PROBLEM DESCRIPTION –
Please take the lines from the one holding "the run as a" through the one holding "read a property its descriptor does not declare." in the data below and copy them exactly.

BEGIN

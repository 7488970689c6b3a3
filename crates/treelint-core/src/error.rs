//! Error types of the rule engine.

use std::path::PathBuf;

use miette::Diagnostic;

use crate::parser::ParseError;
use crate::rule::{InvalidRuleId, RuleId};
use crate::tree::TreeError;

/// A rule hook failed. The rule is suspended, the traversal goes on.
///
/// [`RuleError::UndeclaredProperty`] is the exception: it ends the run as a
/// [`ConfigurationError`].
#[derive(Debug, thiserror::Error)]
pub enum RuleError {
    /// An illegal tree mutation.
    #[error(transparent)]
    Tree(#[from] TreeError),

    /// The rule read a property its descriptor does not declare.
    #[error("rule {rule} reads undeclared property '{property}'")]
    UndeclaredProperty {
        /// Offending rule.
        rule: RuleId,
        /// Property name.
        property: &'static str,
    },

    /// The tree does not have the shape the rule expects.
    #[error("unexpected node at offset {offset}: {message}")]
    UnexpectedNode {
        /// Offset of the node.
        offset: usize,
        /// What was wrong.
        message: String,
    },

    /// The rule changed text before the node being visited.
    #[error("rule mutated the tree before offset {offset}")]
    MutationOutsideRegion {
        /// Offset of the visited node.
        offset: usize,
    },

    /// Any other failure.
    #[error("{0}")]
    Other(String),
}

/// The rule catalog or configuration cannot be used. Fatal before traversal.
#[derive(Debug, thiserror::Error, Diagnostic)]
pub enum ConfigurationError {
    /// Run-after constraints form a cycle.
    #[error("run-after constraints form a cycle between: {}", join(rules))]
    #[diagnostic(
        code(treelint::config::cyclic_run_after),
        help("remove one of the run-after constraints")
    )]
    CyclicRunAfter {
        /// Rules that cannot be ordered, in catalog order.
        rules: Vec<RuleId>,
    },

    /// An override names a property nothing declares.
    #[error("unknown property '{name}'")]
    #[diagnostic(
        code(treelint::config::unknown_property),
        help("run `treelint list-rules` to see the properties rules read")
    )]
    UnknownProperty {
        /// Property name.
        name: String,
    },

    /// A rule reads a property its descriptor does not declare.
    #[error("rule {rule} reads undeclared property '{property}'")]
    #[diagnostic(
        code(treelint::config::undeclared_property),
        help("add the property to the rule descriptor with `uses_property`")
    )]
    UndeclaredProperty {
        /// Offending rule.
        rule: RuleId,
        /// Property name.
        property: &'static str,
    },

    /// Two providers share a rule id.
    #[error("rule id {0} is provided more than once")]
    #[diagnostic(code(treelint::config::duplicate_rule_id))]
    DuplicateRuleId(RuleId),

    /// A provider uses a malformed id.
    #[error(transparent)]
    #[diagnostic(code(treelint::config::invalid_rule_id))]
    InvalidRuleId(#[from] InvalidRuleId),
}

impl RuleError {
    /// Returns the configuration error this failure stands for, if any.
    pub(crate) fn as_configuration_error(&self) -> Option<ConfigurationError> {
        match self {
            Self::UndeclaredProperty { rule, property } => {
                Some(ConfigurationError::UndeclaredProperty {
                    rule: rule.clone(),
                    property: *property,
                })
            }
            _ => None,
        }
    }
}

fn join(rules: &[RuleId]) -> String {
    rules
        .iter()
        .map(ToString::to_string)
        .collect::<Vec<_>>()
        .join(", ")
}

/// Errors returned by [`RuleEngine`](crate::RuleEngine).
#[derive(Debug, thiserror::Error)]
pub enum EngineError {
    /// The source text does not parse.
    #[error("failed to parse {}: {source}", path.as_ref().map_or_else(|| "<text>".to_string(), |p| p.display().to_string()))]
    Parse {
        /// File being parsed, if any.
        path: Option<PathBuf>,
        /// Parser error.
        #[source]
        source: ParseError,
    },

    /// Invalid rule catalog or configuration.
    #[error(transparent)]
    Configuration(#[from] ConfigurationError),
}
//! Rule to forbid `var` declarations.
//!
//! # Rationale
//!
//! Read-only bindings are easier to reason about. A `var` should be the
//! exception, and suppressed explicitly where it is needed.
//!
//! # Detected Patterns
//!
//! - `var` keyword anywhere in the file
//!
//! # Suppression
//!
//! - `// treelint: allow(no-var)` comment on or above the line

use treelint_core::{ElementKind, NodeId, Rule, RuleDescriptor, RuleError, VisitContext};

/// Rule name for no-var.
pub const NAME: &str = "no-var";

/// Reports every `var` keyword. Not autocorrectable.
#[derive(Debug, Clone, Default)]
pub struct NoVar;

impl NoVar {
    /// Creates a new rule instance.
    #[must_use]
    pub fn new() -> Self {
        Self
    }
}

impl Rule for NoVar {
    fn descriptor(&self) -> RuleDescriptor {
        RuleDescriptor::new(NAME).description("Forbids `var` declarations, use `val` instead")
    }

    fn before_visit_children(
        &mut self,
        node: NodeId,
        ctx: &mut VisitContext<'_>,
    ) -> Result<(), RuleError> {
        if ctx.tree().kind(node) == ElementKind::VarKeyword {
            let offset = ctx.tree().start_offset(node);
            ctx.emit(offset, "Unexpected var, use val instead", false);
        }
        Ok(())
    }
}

END
BEGIN

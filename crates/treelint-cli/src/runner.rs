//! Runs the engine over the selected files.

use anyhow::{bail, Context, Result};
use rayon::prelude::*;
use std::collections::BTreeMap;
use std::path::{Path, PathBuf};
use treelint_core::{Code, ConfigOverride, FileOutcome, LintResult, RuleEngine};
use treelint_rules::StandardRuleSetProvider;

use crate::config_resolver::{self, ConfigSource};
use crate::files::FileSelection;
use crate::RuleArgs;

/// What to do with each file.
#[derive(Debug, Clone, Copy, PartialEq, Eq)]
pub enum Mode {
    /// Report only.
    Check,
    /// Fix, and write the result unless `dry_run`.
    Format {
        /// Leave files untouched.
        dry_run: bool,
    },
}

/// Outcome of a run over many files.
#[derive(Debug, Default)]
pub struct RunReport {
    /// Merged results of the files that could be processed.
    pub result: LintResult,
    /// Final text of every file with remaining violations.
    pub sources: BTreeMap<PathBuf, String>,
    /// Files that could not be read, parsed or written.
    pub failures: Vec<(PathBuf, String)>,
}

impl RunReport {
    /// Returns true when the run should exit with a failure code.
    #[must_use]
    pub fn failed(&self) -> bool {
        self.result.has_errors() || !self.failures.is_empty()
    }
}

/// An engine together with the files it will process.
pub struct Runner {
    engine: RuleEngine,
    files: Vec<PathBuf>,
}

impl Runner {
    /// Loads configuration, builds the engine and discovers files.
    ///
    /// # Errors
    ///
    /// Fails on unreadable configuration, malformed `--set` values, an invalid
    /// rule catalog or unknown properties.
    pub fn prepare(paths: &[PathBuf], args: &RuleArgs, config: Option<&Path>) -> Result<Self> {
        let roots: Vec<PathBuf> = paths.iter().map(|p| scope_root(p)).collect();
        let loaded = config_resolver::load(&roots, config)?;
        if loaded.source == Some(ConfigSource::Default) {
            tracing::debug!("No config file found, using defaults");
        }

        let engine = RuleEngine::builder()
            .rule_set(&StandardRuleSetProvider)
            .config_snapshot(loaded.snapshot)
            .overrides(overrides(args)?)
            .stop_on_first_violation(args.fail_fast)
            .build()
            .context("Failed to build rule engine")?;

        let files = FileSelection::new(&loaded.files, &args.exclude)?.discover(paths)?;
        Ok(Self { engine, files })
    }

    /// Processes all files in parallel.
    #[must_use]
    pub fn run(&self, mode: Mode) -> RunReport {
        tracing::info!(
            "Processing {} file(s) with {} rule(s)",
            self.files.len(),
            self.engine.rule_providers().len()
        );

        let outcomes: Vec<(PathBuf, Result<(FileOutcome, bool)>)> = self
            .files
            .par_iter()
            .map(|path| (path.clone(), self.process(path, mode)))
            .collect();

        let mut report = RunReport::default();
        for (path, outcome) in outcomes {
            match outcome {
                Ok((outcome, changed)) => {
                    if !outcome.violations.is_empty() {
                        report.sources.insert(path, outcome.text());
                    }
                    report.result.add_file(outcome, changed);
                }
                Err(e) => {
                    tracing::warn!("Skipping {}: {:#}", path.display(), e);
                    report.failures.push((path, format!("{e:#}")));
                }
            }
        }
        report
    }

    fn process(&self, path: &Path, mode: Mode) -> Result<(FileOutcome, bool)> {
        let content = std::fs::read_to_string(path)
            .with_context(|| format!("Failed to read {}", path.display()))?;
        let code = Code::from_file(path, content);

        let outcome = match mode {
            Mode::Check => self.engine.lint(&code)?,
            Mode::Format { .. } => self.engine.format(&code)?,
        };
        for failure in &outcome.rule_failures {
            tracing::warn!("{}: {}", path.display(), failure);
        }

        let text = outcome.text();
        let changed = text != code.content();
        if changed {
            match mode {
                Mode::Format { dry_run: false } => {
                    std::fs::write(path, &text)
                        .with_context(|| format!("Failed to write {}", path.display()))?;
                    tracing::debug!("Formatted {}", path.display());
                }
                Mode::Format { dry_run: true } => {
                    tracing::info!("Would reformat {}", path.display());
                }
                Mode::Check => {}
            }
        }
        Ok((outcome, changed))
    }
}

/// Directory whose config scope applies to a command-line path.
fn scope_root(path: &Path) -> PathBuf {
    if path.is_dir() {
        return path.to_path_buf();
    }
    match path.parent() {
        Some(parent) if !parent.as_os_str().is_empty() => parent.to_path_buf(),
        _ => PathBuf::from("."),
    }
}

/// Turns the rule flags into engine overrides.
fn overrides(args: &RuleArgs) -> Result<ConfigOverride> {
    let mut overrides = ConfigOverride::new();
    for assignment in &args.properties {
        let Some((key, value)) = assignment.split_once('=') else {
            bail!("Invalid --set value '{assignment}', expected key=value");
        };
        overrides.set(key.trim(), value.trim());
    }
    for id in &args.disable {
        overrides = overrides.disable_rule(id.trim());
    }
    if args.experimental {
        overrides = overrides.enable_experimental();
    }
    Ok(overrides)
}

END

TASK RESPONSE –
/// [`RuleError::UndeclaredProperty`] is the exception: it ends the run as a
/// [`ConfigurationError`].
#[derive(Debug, thiserror::Error)]
pub enum RuleError {
    /// An illegal tree mutation.
    #[error(transparent)]
    Tree(#[from] TreeError),

    /// The rule read a property its descriptor does not declare.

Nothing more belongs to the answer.